**EXERCISE DETAILS**
Go over the entries below line by line, copying each one that contains the word "match".

**INFORMATION**
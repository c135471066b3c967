//! Main Application
//!
//! The App struct manages the TUI lifecycle as a thin display client:
//! - Event loop (keyboard, mouse, resize)
//! - StudioClient for campaign generation
//! - DisplayState for notices and the lifecycle mirror
//!
//! # Architecture
//!
//! The App is a thin client that:
//! 1. Converts key presses to studio calls
//! 2. Pumps the studio's completion queue every frame
//! 3. Receives `StudioMessage`s and updates DisplayState
//! 4. Renders from the studio's read accessors
//!
//! The screen is four bands: the URL field, the main panel (hint, loading
//! line, campaign, or error - whichever the lifecycle state calls for), a
//! transient notice line, and a status bar. Tab moves focus between the URL
//! field and the results panel; generation finishing moves it for you.

use std::io;
use std::time::{Duration, Instant};

use crossterm::event::{
    self, Event, EventStream, KeyCode, KeyEventKind, KeyModifiers, MouseEventKind,
};
use futures::StreamExt;
use ratatui::backend::CrosstermBackend;
use ratatui::layout::{Constraint, Direction, Layout, Rect};
use ratatui::style::{Modifier, Style};
use ratatui::text::{Line, Span};
use ratatui::widgets::{Block, Borders, Paragraph};
use ratatui::Terminal;

use studio_core::{
    NotifyLevel, StudioMessage, StudioState, EXPORT_FILE_NAME, IDLE_HINT, LOADING_PHASES,
    LOADING_PHASE_INTERVAL_MS,
};

use crate::display::DisplayState;
use crate::studio_client::StudioClient;
use crate::theme::{self, Theme};

/// URL field height (single line plus borders)
const INPUT_HEIGHT: u16 = 3;

/// Notice line height
const NOTICE_HEIGHT: u16 = 1;

/// Status bar height
const STATUS_HEIGHT: u16 = 1;

/// File the `c` key writes all ad creatives to as plain text
const CREATIVES_FILE_NAME: &str = "ad-creatives.txt";

/// File the `k` key writes all keywords to as plain text
const KEYWORDS_FILE_NAME: &str = "keywords.txt";

/// Which band receives non-global key input
#[derive(Clone, Copy, Debug, PartialEq, Eq)]
enum Focus {
    /// Keystrokes edit the URL field
    Input,
    /// Keystrokes drive the results panel
    Results,
}

/// Main application state
pub struct App {
    // === Core State ===
    /// Is the app still running?
    running: bool,

    // === Studio Integration ===
    /// Client for driving the embedded studio
    studio: StudioClient,
    /// Display state derived from StudioMessages
    display: DisplayState,

    // === UI State ===
    /// Active color palette
    theme: Theme,
    /// Which band has focus
    focus: Focus,
    /// URL being typed
    input_buffer: String,
    /// Results scroll position (lines from the top, 0 = top)
    scroll_offset: usize,
    /// Total wrapped lines in the main panel (for scroll bounds)
    total_lines: usize,

    // === Timing ===
    /// Last frame time
    last_frame: Instant,
    /// Time accumulated towards the next loading phase step
    loading_ticker: Duration,

    // === Misc State ===
    /// Terminal size
    size: (u16, u16),
}
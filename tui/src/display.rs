//! Display State Types
//!
//! Surface-local state for the TUI, derived from `StudioMessage`s and used
//! for rendering.
//!
//! # Design Philosophy
//!
//! The TUI is a "thin client" - it renders what the studio tells it to.
//! Campaign content and errors are read straight off the studio's accessors
//! each frame; what lives here is only what the surface itself owns:
//!
//! - The last reported lifecycle state
//! - Transient notices (variation failures, export confirmations) that
//!   expire on their own after a few seconds

use std::time::{Duration, Instant};

use studio_core::{NotifyLevel, StudioMessage, StudioState};

/// How long a notice stays on screen before it expires.
pub const NOTICE_TTL: Duration = Duration::from_secs(5);

/// A transient notice line shown beneath the main panel.
#[derive(Clone, Debug)]
pub struct Notice {
    /// Severity of the notice
    pub level: NotifyLevel,
    /// Optional short heading
    pub title: Option<String>,
    /// Message content
    pub message: String,
    /// When the notice was posted
    pub posted: Instant,
}

impl Notice {
    /// Create a notice posted now.
    pub fn new(level: NotifyLevel, title: Option<String>, message: impl Into<String>) -> Self {
        Self {
            level,
            title,
            message: message.into(),
            posted: Instant::now(),
        }
    }

    /// Heading to render: the title when present, a level default otherwise.
    #[must_use]
    pub fn label(&self) -> &str {
        match self.title {
            Some(ref title) => title,
            None => match self.level {
                NotifyLevel::Info => "Notice",
                NotifyLevel::Warning => "Warning",
                NotifyLevel::Error => "Error",
                NotifyLevel::Success => "Success",
            },
        }
    }
}

/// The full display state for the TUI
#[derive(Debug)]
pub struct DisplayState {
    /// Studio lifecycle state as last reported
    pub studio_state: StudioState,
    /// Notices still on screen, oldest first
    pub notices: Vec<Notice>,
}

impl Default for DisplayState {
    fn default() -> Self {
        Self {
            studio_state: StudioState::Idle,
            notices: Vec::new(),
        }
    }
}

impl DisplayState {
    /// Create a new display state
    #[must_use]
    pub fn new() -> Self {
        Self::default()
    }

    /// Apply a `StudioMessage` to update display state
    pub fn apply_message(&mut self, msg: StudioMessage) {
        match msg {
            StudioMessage::State { state } => {
                self.studio_state = state;
            }
            StudioMessage::Notify {
                level,
                title,
                message,
            } => {
                self.notices.push(Notice::new(level, title, message));
            }
        }
    }

    /// Post a notice on the surface's own behalf (export confirmations,
    /// local validation nudges). Studio notices arrive via
    /// [`Self::apply_message`] instead.
    pub fn push_notice(
        &mut self,
        level: NotifyLevel,
        title: Option<String>,
        message: impl Into<String>,
    ) {
        self.notices.push(Notice::new(level, title, message));
    }

    /// Drop notices older than [`NOTICE_TTL`]. Call once per frame.
    pub fn update(&mut self) {
        self.notices
            .retain(|notice| notice.posted.elapsed() < NOTICE_TTL);
    }

    /// The most recently posted notice still on screen.
    #[must_use]
    pub fn latest_notice(&self) -> Option<&Notice> {
        self.notices.last()
    }
}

**ANSWER SECTION**
        match self.title {
            None => match self.level {
        match msg {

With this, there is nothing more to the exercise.